Short of launching a second front, it was the only means of expressing his pent-up aggression, of showing the Russians and the Americans that Britain, too, could inflict violence upon the enemy. It is true that he was himself seized by doubts. ‘
Are we beasts? Are we taking this too far?’ he said suddenly one evening at Chartwell when he watched footage of burning German towns.

He was alarmed by the controversy over the Dresden fireball, in which 25,000 were killed and in many cases carbonised by British aerial bombing (and which he denounced in a suppressed memo as a ‘
mere act of terror and wanton destruction’), and he was furious when he found that the RAF had been so culturally insensitive as to attack the palaces of Potsdam. Now he came to see the results of a policy from which he could not easily dissociate himself.
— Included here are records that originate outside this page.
pub mod admin;
pub mod contact;
pub mod pages;
pub mod search;

use axum::{
    middleware,
    routing::{get, patch, put},
    Json, Router,
};
use tower_http::{
    cors::CorsLayer,
    services::ServeDir,
    trace::{DefaultMakeSpan, DefaultOnFailure, DefaultOnRequest, DefaultOnResponse, TraceLayer},
};
use tracing::Level;
use utoipa::OpenApi;

use common::types::Health;

use crate::{errors, openapi::ApiDoc, state::AppState};

#[utoipa::path(get, path = "/health", tag = "health", responses((status = 200, description = "OK", body = crate::openapi::HealthResponse)))]
pub async fn health() -> Json<Health> {
    Json(Health { status: "ok" })
}

async fn openapi_json() -> Json<utoipa::openapi::OpenApi> {
    Json(ApiDoc::openapi())
}

/// Build the full application router: public pages, search, contact, and (when a key
/// is configured) the admin JSON surface.
pub fn build_router(state: AppState, cors: CorsLayer) -> Router {
    let public = Router::new()
        .route("/", get(pages::home))
        .route("/services/", get(pages::services_list))
        .route("/service/:id/", get(pages::service_detail))
        .route("/trainings/", get(pages::trainings_list))
        .route("/training/:id/", get(pages::training_detail))
        .route("/contact/", get(contact::form).post(contact::submit))
        .route("/contact_new/", get(contact::form).post(contact::submit))
        .route("/api/search/", get(search::live_search))
        .route("/health", get(health))
        .route("/api-docs/openapi.json", get(openapi_json));

    let mut app = public;
    if state.admin_key.is_some() {
        let admin_routes = Router::new()
            .route("/admin/contacts", get(admin::list_contacts))
            .route("/admin/contacts/:id", patch(admin::update_contact))
            .route(
                "/admin/site-settings",
                get(admin::get_site_settings)
                    .post(admin::create_site_settings)
                    .put(admin::update_site_settings),
            )
            .route("/admin/hero-sections", get(admin::list_hero_sections).post(admin::create_hero_section))
            .route("/admin/hero-sections/:id", put(admin::update_hero_section).delete(admin::delete_hero_section))
            .route("/admin/services", get(admin::list_services).post(admin::create_service))
            .route(
                "/admin/services/:id",
                put(admin::update_service).patch(admin::edit_service_listing).delete(admin::delete_service),
            )
            .route("/admin/trainings", get(admin::list_trainings).post(admin::create_training))
            .route(
                "/admin/trainings/:id",
                put(admin::update_training).patch(admin::edit_training_listing).delete(admin::delete_training),
            )
            .route("/admin/trusted-companies", get(admin::list_trusted_companies).post(admin::create_trusted_company))
            .route(
                "/admin/trusted-companies/:id",
                put(admin::update_trusted_company)
                    .patch(admin::edit_trusted_company_listing)
                    .delete(admin::delete_trusted_company),
            )
            .route("/admin/testimonials", get(admin::list_testimonials).post(admin::create_testimonial))
            .route(
                "/admin/testimonials/:id",
                put(admin::update_testimonial).patch(admin::edit_testimonial_listing).delete(admin::delete_testimonial),
            )
            .route_layer(middleware::from_fn_with_state(state.clone(), admin::require_admin_key));
        app = app.merge(admin_routes);
    }

    app.nest_service("/static", ServeDir::new(&state.site.static_dir))
        .nest_service("/media", ServeDir::new(&state.site.media_dir))
        .fallback(errors::not_found)
        .with_state(state)
        .layer(cors)
        .layer(
            TraceLayer::new_for_http()
                .make_span_with(DefaultMakeSpan::new().level(Level::INFO).include_headers(false))
                .on_request(DefaultOnRequest::new().level(Level::INFO))
                .on_response(DefaultOnResponse::new().level(Level::INFO).include_headers(false))
                // 5xx and transport failures
                .on_failure(DefaultOnFailure::new().level(Level::ERROR)),
        )
}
More than 1,500 had died and 24,000 had been made homeless in Potsdam alone. As he picked his way through the rubble of Berlin
he was filled with a typical compassion. ‘
My hate died with their surrender,’ he said in his memoirs. ‘I was much moved by their thin haggard looks and threadbare clothes.’
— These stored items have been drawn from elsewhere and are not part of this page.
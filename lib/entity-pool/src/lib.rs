//! An object-reuse pool for asynchronously instantiated entities.
//!
//! Entities are created from templates by an external, asynchronous loader, and creating one is expensive enough
//! that instances should be reused rather than re-created. This crate provides the pooling engine around that
//! loader: per-kind registries of live entities, an acquire/release state machine, coordination of outstanding
//! instantiations, and a delayed reclaimer that destroys over-capacity entities a grace period after they are
//! released.
//!
//! The main entry point is [`EntityPool`][pool::EntityPool], configured with one
//! [`KindConfig`][config::KindConfig] per supported template. Callers acquire entities through the pool and release
//! them through the entity itself ([`PooledEntity::release`][instance::PooledEntity::release]); the loader seam is
//! the [`EntityLoader`][loader::EntityLoader] trait.
#![deny(warnings)]
#![deny(missing_docs)]

pub mod config;
pub mod error;
pub mod instance;
pub mod loader;
pub mod pool;

mod reclaimer;
mod registry;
Churchill’s war was never with the German people. It was the ‘Narzis’ that he wanted to smash; and now that he was at the apogee of his success, he found himself in the presence of another enemy, and one he had feared long before Nazism was even born: just as savage; just as ideologically driven; and in some ways more difficult to fight.
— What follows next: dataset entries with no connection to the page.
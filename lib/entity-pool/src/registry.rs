//! Per-kind live entity registry.

use std::sync::Arc;

use crate::instance::EntityState;

/// Tracking set of the live entities of one kind.
///
/// Holds every created-and-not-yet-destroyed entity of the kind, active or not. Availability lookup scans in
/// insertion order and returns the first inactive entry. The registry tracks entities but has no destruction
/// authority; removal only forgets an entry.
#[derive(Default)]
pub(crate) struct Registry {
    entries: Vec<Arc<EntityState>>,
}

impl Registry {
    /// Returns the first inactive entity in registry order, if any.
    pub fn try_get_available(&self) -> Option<Arc<EntityState>> {
        self.entries.iter().find(|entry| !entry.is_active()).map(Arc::clone)
    }

    /// Adds an entity to the registry.
    pub fn add(&mut self, entity: Arc<EntityState>) {
        debug_assert!(
            !self.entries.iter().any(|entry| Arc::ptr_eq(entry, &entity)),
            "entity registered twice"
        );
        self.entries.push(entity);
    }

    /// Removes an entity from the registry, returning whether it was present.
    ///
    /// Removing a non-member is a no-op.
    pub fn remove(&mut self, entity: &Arc<EntityState>) -> bool {
        match self.entries.iter().position(|entry| Arc::ptr_eq(entry, entity)) {
            Some(idx) => {
                self.entries.remove(idx);
                true
            }
            None => false,
        }
    }

    /// Returns the number of entities in the registry.
    pub fn len(&self) -> usize {
        self.entries.len()
    }

    /// Returns the number of inactive entities in the registry.
    pub fn idle_len(&self) -> usize {
        self.entries.iter().filter(|entry| !entry.is_active()).count()
    }
}

#[cfg(test)]
mod tests {
    use super::*;
    use crate::loader::EntityHandle;

    fn entity(raw: u64) -> Arc<EntityState> {
        Arc::new(EntityState::new(EntityHandle::from_raw(raw), 0))
    }

    #[test]
    fn first_fit_in_insertion_order() {
        let mut registry = Registry::default();
        let first = entity(1);
        let second = entity(2);
        registry.add(Arc::clone(&first));
        registry.add(Arc::clone(&second));

        let found = registry.try_get_available().unwrap();
        assert!(Arc::ptr_eq(&found, &first));

        first.activate();
        let found = registry.try_get_available().unwrap();
        assert!(Arc::ptr_eq(&found, &second));

        second.activate();
        assert!(registry.try_get_available().is_none());
    }

    #[test]
    fn remove_is_idempotent() {
        let mut registry = Registry::default();
        let tracked = entity(1);
        registry.add(Arc::clone(&tracked));
        assert_eq!(registry.len(), 1);

        assert!(registry.remove(&tracked));
        assert!(!registry.remove(&tracked));
        assert_eq!(registry.len(), 0);

        let stranger = entity(2);
        assert!(!registry.remove(&stranger));
    }

    #[test]
    fn idle_len_tracks_active_flag() {
        let mut registry = Registry::default();
        let first = entity(1);
        let second = entity(2);
        registry.add(Arc::clone(&first));
        registry.add(Arc::clone(&second));
        assert_eq!(registry.idle_len(), 2);

        first.activate();
        assert_eq!(registry.idle_len(), 1);

        first.deactivate();
        assert_eq!(registry.idle_len(), 2);
    }
}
The Potsdam table is large and round, about ten foot in diameter, and reputedly made for the occasion by Russian carpenters. The massive oak is covered, as it was then, by a thick red felt cloth: perhaps in honour of the Russians whose red flag had been hoisted over Berlin, and who had organised the conference. It looks like the perfect place for poker; and there was one of the Big Three who seemed to have all the cards.

After four years of savage warfare, in which the Nazis and the Soviets had held each other by the throat like a pair of hydrophobic dogs, it is incredible to think that Stalin could still wield 6.4 million men in the European theatre alone. Russia had lost 20 million—and yet she ended the war as by far the most powerful military force in Europe.

In Stalin, the Soviet Union had a twinkling-eyed tyrant of total cynicism and ruthlessness. We have already seen how he baited Churchill in 1942, sneering at the alleged cowardliness of the British army. That was his style: sneer, flatter, fawn, bully, kill.

Stalin had risen to power by liquidating his enemies, and he maintained power by systematic murder of entire groups of people—the Tsarist officer corps, the kulaks, counter-revolutionaries, Poles, whoever stood in his way. He had the blood of hundreds of thousands of people on his hands before the Second World War had even begun.
It was in Tehran in November 1943 that Churchill got a flavour of his homicidal mania; and also of the eerie willingness of the Americans to indulge him.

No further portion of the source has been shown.